# Word2Vec

Word2Vec is a popular technique in natural language processing (NLP) for learning word embeddings, which are continuous vector representations of words in a high-dimensional space. Word embeddings capture semantic and syntactic relationships between words and are a fundamental component of many NLP applications. Word2Vec was introduced by researchers at Google in a pair of papers published in 2013.

The name "Word2Vec" is derived from its primary function: it transforms words into vectors.


Word2Vec has been widely adopted in various NLP applications, including:

- **Text Classification**: Word embeddings serve as features for training classifiers to categorize text into different classes.
- **Information Retrieval**: Word2Vec can be used to represent documents or queries in vector space, making it easier to find similar documents.
- **Named Entity Recognition (NER)**: Embeddings help recognize named entities and their types in text.
- **Machine Translation**: Word embeddings enable better translation models by capturing semantic relationships between words in different languages.
- **Question Answering**: Word2Vec embeddings are used to match questions with relevant answers.
- **Recommendation Systems**: They are used to recommend products or content based on users' preferences and content similarity.

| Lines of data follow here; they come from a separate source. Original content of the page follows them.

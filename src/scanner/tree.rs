//! Arena of scanned nodes and the rollup reduction over it.
//!
//! Nodes are stored in insertion order. A node is only accepted once its
//! parent is present, so every child sits at a higher index than its parent
//! and a reverse walk over the arena is a valid post-order.

use std::collections::HashMap;
use std::fs::Metadata;
use std::os::unix::fs::MetadataExt;
use std::path::{Path, PathBuf};

use super::entry::Entry;
use super::size::apparent_size;

/// Index of a node inside a [`ScanTree`].
pub type NodeId = usize;

/// Id of the scan root.
pub const ROOT: NodeId = 0;

/// Size and timestamps (unix seconds) of a single inode.
#[derive(Debug, Clone, Copy, Default, PartialEq, Eq)]
pub struct FileStat {
    pub size: u64,
    pub atime: i64,
    pub mtime: i64,
    pub ctime: i64,
}

impl FileStat {
    pub fn from_metadata(metadata: &Metadata) -> Self {
        Self {
            size: apparent_size(metadata),
            atime: metadata.atime(),
            mtime: metadata.mtime(),
            ctime: metadata.ctime(),
        }
    }
}

/// Totals of a subtree: summed sizes and file counts, most recent timestamps.
///
/// Timestamps stay `None` until at least one file has been folded in.
#[derive(Debug, Clone, Copy, Default, PartialEq, Eq)]
pub struct Aggregate {
    pub size: u64,
    pub files: u64,
    pub atime: Option<i64>,
    pub mtime: Option<i64>,
    pub ctime: Option<i64>,
}

fn latest(a: Option<i64>, b: Option<i64>) -> Option<i64> {
    match (a, b) {
        (Some(a), Some(b)) => Some(a.max(b)),
        (a, None) => a,
        (None, b) => b,
    }
}

impl Aggregate {
    /// Fold one file into the totals.
    pub fn add_file(&mut self, stat: &FileStat) {
        self.size += stat.size;
        self.files += 1;
        self.atime = latest(self.atime, Some(stat.atime));
        self.mtime = latest(self.mtime, Some(stat.mtime));
        self.ctime = latest(self.ctime, Some(stat.ctime));
    }

    /// Fold another subtree's totals into these.
    pub fn merge(&mut self, other: &Aggregate) {
        self.size += other.size;
        self.files += other.files;
        self.atime = latest(self.atime, other.atime);
        self.mtime = latest(self.mtime, other.mtime);
        self.ctime = latest(self.ctime, other.ctime);
    }

    /// Resolve the timestamps, falling back to `own` for subtrees without files.
    pub fn times_or(&self, own: &FileStat) -> (i64, i64, i64) {
        (
            self.atime.unwrap_or(own.atime),
            self.mtime.unwrap_or(own.mtime),
            self.ctime.unwrap_or(own.ctime),
        )
    }
}

#[derive(Debug, Clone)]
enum NodeKind {
    /// Anything that is not a directory: regular files, symlinks, special files.
    File(FileStat),
    /// A directory together with its own inode stat.
    Dir(FileStat),
}

#[derive(Debug, Clone)]
struct Node {
    path: PathBuf,
    parent: Option<NodeId>,
    children: Vec<NodeId>,
    kind: NodeKind,
}

/// Flat tree of everything found under a scan root.
#[derive(Debug, Clone)]
pub struct ScanTree {
    root: PathBuf,
    nodes: Vec<Node>,
    index: HashMap<PathBuf, NodeId>,
}

impl ScanTree {
    /// Create a tree holding only the root directory.
    pub fn new(root: PathBuf, own: FileStat) -> Self {
        let mut index = HashMap::new();
        index.insert(root.clone(), ROOT);

        Self {
            nodes: vec![Node {
                path: root.clone(),
                parent: None,
                children: Vec::new(),
                kind: NodeKind::Dir(own),
            }],
            root,
            index,
        }
    }

    pub fn root(&self) -> &Path {
        &self.root
    }

    pub fn len(&self) -> usize {
        self.nodes.len()
    }

    pub fn is_empty(&self) -> bool {
        self.nodes.len() == 1
    }

    pub fn insert_file(&mut self, path: PathBuf, stat: FileStat) -> Option<NodeId> {
        self.insert(path, NodeKind::File(stat))
    }

    pub fn insert_dir(&mut self, path: PathBuf, own: FileStat) -> Option<NodeId> {
        self.insert(path, NodeKind::Dir(own))
    }

    /// Attach a node under its parent. Returns `None` when the parent is
    /// unknown or the path was already inserted.
    fn insert(&mut self, path: PathBuf, kind: NodeKind) -> Option<NodeId> {
        if self.index.contains_key(&path) {
            return None;
        }
        let parent = *self.index.get(path.parent()?)?;

        let id = self.nodes.len();
        self.nodes[parent].children.push(id);
        self.index.insert(path.clone(), id);
        self.nodes.push(Node {
            path,
            parent: Some(parent),
            children: Vec::new(),
            kind,
        });

        Some(id)
    }

    /// Look up a node by its path.
    pub fn find(&self, path: &Path) -> Option<NodeId> {
        self.index.get(path).copied()
    }

    /// Post-order reduction: the aggregate of every node, indexed by `NodeId`.
    pub fn rollup(&self) -> Vec<Aggregate> {
        let mut aggregates = vec![Aggregate::default(); self.nodes.len()];

        for id in (0..self.nodes.len()).rev() {
            let node = &self.nodes[id];
            if let NodeKind::File(stat) = &node.kind {
                aggregates[id].add_file(stat);
            }
            if let Some(parent) = node.parent {
                let child = aggregates[id];
                aggregates[parent].merge(&child);
            }
        }

        aggregates
    }

    /// Paths of every non-directory node below `id` (or `id` itself for a file).
    pub fn leaf_paths(&self, id: NodeId) -> Vec<PathBuf> {
        let mut paths = Vec::new();
        let mut stack = vec![id];

        while let Some(current) = stack.pop() {
            let node = &self.nodes[current];
            match node.kind {
                NodeKind::File(_) => paths.push(node.path.clone()),
                // Reversed so the output keeps scan order.
                NodeKind::Dir(_) => stack.extend(node.children.iter().rev()),
            }
        }

        paths
    }

    /// Turn the tree into result rows.
    ///
    /// Children of the root are at depth 0. Directories shallower than
    /// `max_depth` are expanded into their children; directories at
    /// `max_depth`, and empty ones at any depth, become a single rollup row.
    pub fn materialize(&self, max_depth: usize) -> Vec<Entry> {
        let aggregates = self.rollup();
        let mut entries = Vec::new();
        self.materialize_children(ROOT, 0, max_depth, &aggregates, &mut entries);
        entries
    }

    fn materialize_children(
        &self,
        id: NodeId,
        depth: usize,
        max_depth: usize,
        aggregates: &[Aggregate],
        entries: &mut Vec<Entry>,
    ) {
        for &child in &self.nodes[id].children {
            let node = &self.nodes[child];
            match node.kind {
                NodeKind::Dir(_) if depth < max_depth && !node.children.is_empty() => {
                    self.materialize_children(child, depth + 1, max_depth, aggregates, entries);
                }
                _ => entries.push(self.entry_for(child, depth, &aggregates[child])),
            }
        }
    }

    fn entry_for(&self, id: NodeId, depth: usize, aggregate: &Aggregate) -> Entry {
        let node = &self.nodes[id];
        let name = node
            .path
            .strip_prefix(&self.root)
            .unwrap_or(&node.path)
            .to_string_lossy()
            .into_owned();

        match &node.kind {
            NodeKind::File(stat) => Entry::file(name, node.path.clone(), depth, stat),
            NodeKind::Dir(own) => Entry::rollup(
                name,
                node.path.clone(),
                depth,
                aggregate,
                own,
                self.leaf_paths(id),
            ),
        }
    }
}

Word2Vec is a foundational technique in NLP and has paved the way for more advanced embedding methods like GloVe (Global Vectors for Word Representation) and fastText. These techniques are crucial for understanding and processing natural language text in a wide range of applications



## gensim

Gensim is an open-source Python library for natural language processing (NLP) and machine learning that focuses on text modeling and topic modeling. It was developed primarily for efficient and scalable topic modeling and document similarity analysis but has since grown to include various other features and functionalities related to text processing and modeling. Gensim is widely used by researchers, data scientists, and developers for working with large text corpora and performing tasks such as document similarity, topic modeling, and word embedding training.


**Reference**
- https://radimrehurek.com/gensim/auto_examples/
- https://radimrehurek.com/gensim/auto_examples/tutorials/run_word2vec.html



In [None]:
!pip install gensim numpy



In [None]:
import re
import nltk
import gensim
from gensim.models import word2vec

### Step 1: Prepare Your Text Data
Before you can train a Word2Vec model, you need to prepare your text data. This includes cleaning and tokenizing your text. Here's a simple example:

In [None]:
text = """
The Russian state-owned energy giant, Gazprom, said the restrictions on the Nord Stream 1 pipeline would last for the next three days.
Russia has already significantly reduced gas exports via the pipeline.
It denies accusations it has used energy supplies as a weapon of war against Western countries.
The Nord Stream 1 pipeline stretches 1,200km (745 miles) under the Baltic Sea from the Russian coast near St Petersburg to north-eastern Germany.
It opened in 2011, and can send a maximum of 170 million cubic metres of gas per day from Russia to Germany.
"""

In [None]:
import nltk
nltk.download('stopwords')
nltk.download('punkt')

[nltk_data] Downloading package stopwords to /root/nltk_data...
[nltk_data]   Package stopwords is already up-to-date!
[nltk_data] Downloading package punkt to /root/nltk_data...
[nltk_data]   Unzipping tokenizers/punkt.zip.


True

In [None]:
# all the stop words for all language
stop_words = nltk.corpus.stopwords.words('english')
# stop_words

In [None]:
def sentence_tokenize(text):
    punkt_tokenizer = nltk.tokenize.PunktSentenceTokenizer(text)
    tokenized = punkt_tokenizer.tokenize(text)
    return tokenized


def clean_text(text):
    # remove the numbers and remove stop words, non letters
    sentences = sentence_tokenize(text)
    tokens = []
    for sentence in sentences:
        new_tokens = nltk.tokenize.word_tokenize(sentence)
        # print(new_tokens)
        for word in new_tokens:
            if word in stop_words:
                new_tokens.remove(word)
        tokens = tokens + new_tokens
    return tokens

In [None]:
corpus = clean_text(text)
# corpus

### Step 2: Train a Word2Vec Model

Next, you'll train a Word2Vec model on your tokenized text data. You can configure various parameters, such as the vector dimensionality (`size`), window size (`window)`, and training algorithm (sg for `Skip-gram` or `cbow` for Continuous Bag of Words).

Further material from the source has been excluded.